Sie trat im Kammermusiksaal der Philharmonie Berlin, im Lincoln Center New York, im Concertgebouw Amsterdam, in der Wigmore Hall London, der Philharmonie Köln, der Kosciuszko Foundation New York, im Beethovenhaus Bonn, der Laeiszhalle Hamburg, der Liederhalle Stuttgart, dem Glazunov-Saal St. Petersburg, der Tonhalle Zürich sowie am Lucerne Festival, am Menuhin Festival Gstaad und am Ljubljana Festival auf. Ihre ausgedehnten Tournéen als Mitglied der Mutter’s Virtuosi führten sie 2011 und 2013 in einige der wichtigsten Säle Deutschlands, Österreichs, Chinas, Taiwans und Koreas. Der Regisseur Adrian Marthaler porträtierte sie für das Schweizer Fernsehen in zahlreichen TV-Produktionen, so u. a. mit Bachs Chaconne.

 

Die alleinige Preisträgerin des Max-Rostal-Wettbewerbs für Viola 2000 in Berlin und Trägerin des Swiss Ambassador’s Award wurde vom Freundeskreis der Anne-Sophie Mutter Stiftung unterstützt.

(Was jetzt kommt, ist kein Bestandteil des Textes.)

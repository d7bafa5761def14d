//! # Response parsing
//!
//! Helpers for turning raw listing responses into JSON collections.

use reqwest::StatusCode;
use serde_json::Value;
use thiserror::Error;

/// Wrapper keys commonly used by list endpoints, probed in order.
pub const RESPONSE_ARRAY_PRIORITY_KEYS: &[&str] = &["items", "results", "data", "values", "entries", "list"];

/// Parse HTTP response text into JSON, providing detailed errors on failure.
///
/// This helper performs strict JSON deserialization and decorates any parsing
/// error with context about the originating HTTP status code plus a truncated
/// preview of the response body.
///
/// # Errors
/// Returns a [`JsonParseError`] describing the parse failure. The message
/// includes the original serde error and up to 200 characters of the response
/// body (with whitespace collapsed).
pub fn parse_response_json_strict(text: &str, status: Option<StatusCode>) -> Result<Value, JsonParseError> {
    serde_json::from_str::<Value>(text).map_err(|error| {
        let status_note = status
            .map(|code| format!("status {code}"))
            .unwrap_or_else(|| "unknown status".to_string());
        let preview = truncate_response_preview(text, 200);

        JsonParseError::new(status_note, error, preview)
    })
}

fn truncate_response_preview(text: &str, limit: usize) -> String {
    if text.trim().is_empty() {
        return "<empty>".to_string();
    }

    let mut preview = String::new();
    for ch in text.chars() {
        if preview.len() >= limit {
            preview.push_str("...");
            break;
        }
        match ch {
            '\n' | '\r' | '\t' => {
                if !preview.ends_with(' ') {
                    preview.push(' ');
                }
            }
            _ => preview.push(ch),
        }
    }

    preview.trim().to_string()
}

/// Extract list-like collection items from a listing payload.
///
/// Extraction order:
/// 1. Use an explicit `list_response_path` (dot separated) if provided.
/// 2. Use a top-level array payload directly.
/// 3. Apply wrapper-key heuristics (`items`, `results`, `data`, ...).
/// 4. Fall back to the single array-valued field of a wrapper object.
pub fn extract_collection_items(payload: Value, list_response_path: Option<&str>) -> Option<Vec<Value>> {
    if let Some(path) = list_response_path
        && let Some(items) = extract_array_at_path(&payload, path)
    {
        return Some(items);
    }

    match payload {
        Value::Array(items) => Some(items),
        Value::Object(mut map) => {
            for key in RESPONSE_ARRAY_PRIORITY_KEYS {
                if matches!(map.get(*key), Some(Value::Array(_)))
                    && let Some(Value::Array(items)) = map.remove(*key)
                {
                    return Some(items);
                }
            }

            let mut arrays = map.into_iter().filter_map(|(_, value)| match value {
                Value::Array(items) => Some(items),
                _ => None,
            });
            let first = arrays.next()?;
            if arrays.next().is_none() {
                return Some(first);
            }
            None
        }
        _ => None,
    }
}

fn extract_array_at_path(payload: &Value, path: &str) -> Option<Vec<Value>> {
    if path == "." || path.is_empty() {
        return payload.as_array().cloned();
    }

    let mut current = payload;
    for segment in path.split('.') {
        if segment.is_empty() {
            continue;
        }
        current = current.get(segment)?;
    }

    current.as_array().cloned()
}

/// Error returned when strict JSON parsing of an HTTP response fails.
#[derive(Debug, Error)]
#[error("failed to parse JSON response ({status_note}): {source}. body preview: {body_preview}")]
pub struct JsonParseError {
    status_note: String,
    #[source]
    source: serde_json::Error,
    body_preview: String,
}

impl JsonParseError {
    /// Create a new [`JsonParseError`] with contextual information.
    pub fn new(status_note: String, source: serde_json::Error, body_preview: String) -> Self {
        Self {
            status_note,
            source,
            body_preview,
        }
    }

    /// Access the truncated response preview captured during parsing.
    pub fn body_preview(&self) -> &str {
        &self.body_preview
    }
}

Sie studierte Violine bei Aïda Stucki Piraccini, Franco Gulli und Herbert Scherz und Viola bei Christoph Schiller. Ausserdem bildete sie sich bei Thomas Brandis, Herman Krebbers und Rainer Kussmaul weiter. Kurz nach ihrer linguistischen Matura legte sie Lehr-, Konzertreife- und Solistendiplome alle mit höchster Auszeichnung ab.

 

Mirjam Tschopp ist Pädagogin aus Überzeugung, und die Lehrtätigkeit nimmt einen hohen Stellenwert in ihrem Musikerleben ein: 2007 bis 2012 führte sie eine Klasse für Violine und Viola am Landeskonservatorium Innsbruck, wo sie auch Lehrpraxis und Kammermusik lehrte. Seit 2013 unterrichtet sie an der Musikschule Konservatorium Zürich und an den Austrian Master Classes. Ausserdem ist sie Jurymitglied mehrerer Musikwettbewerbe, Expertin an Musikhochschulen und engagiert sich für Rhapsody in School.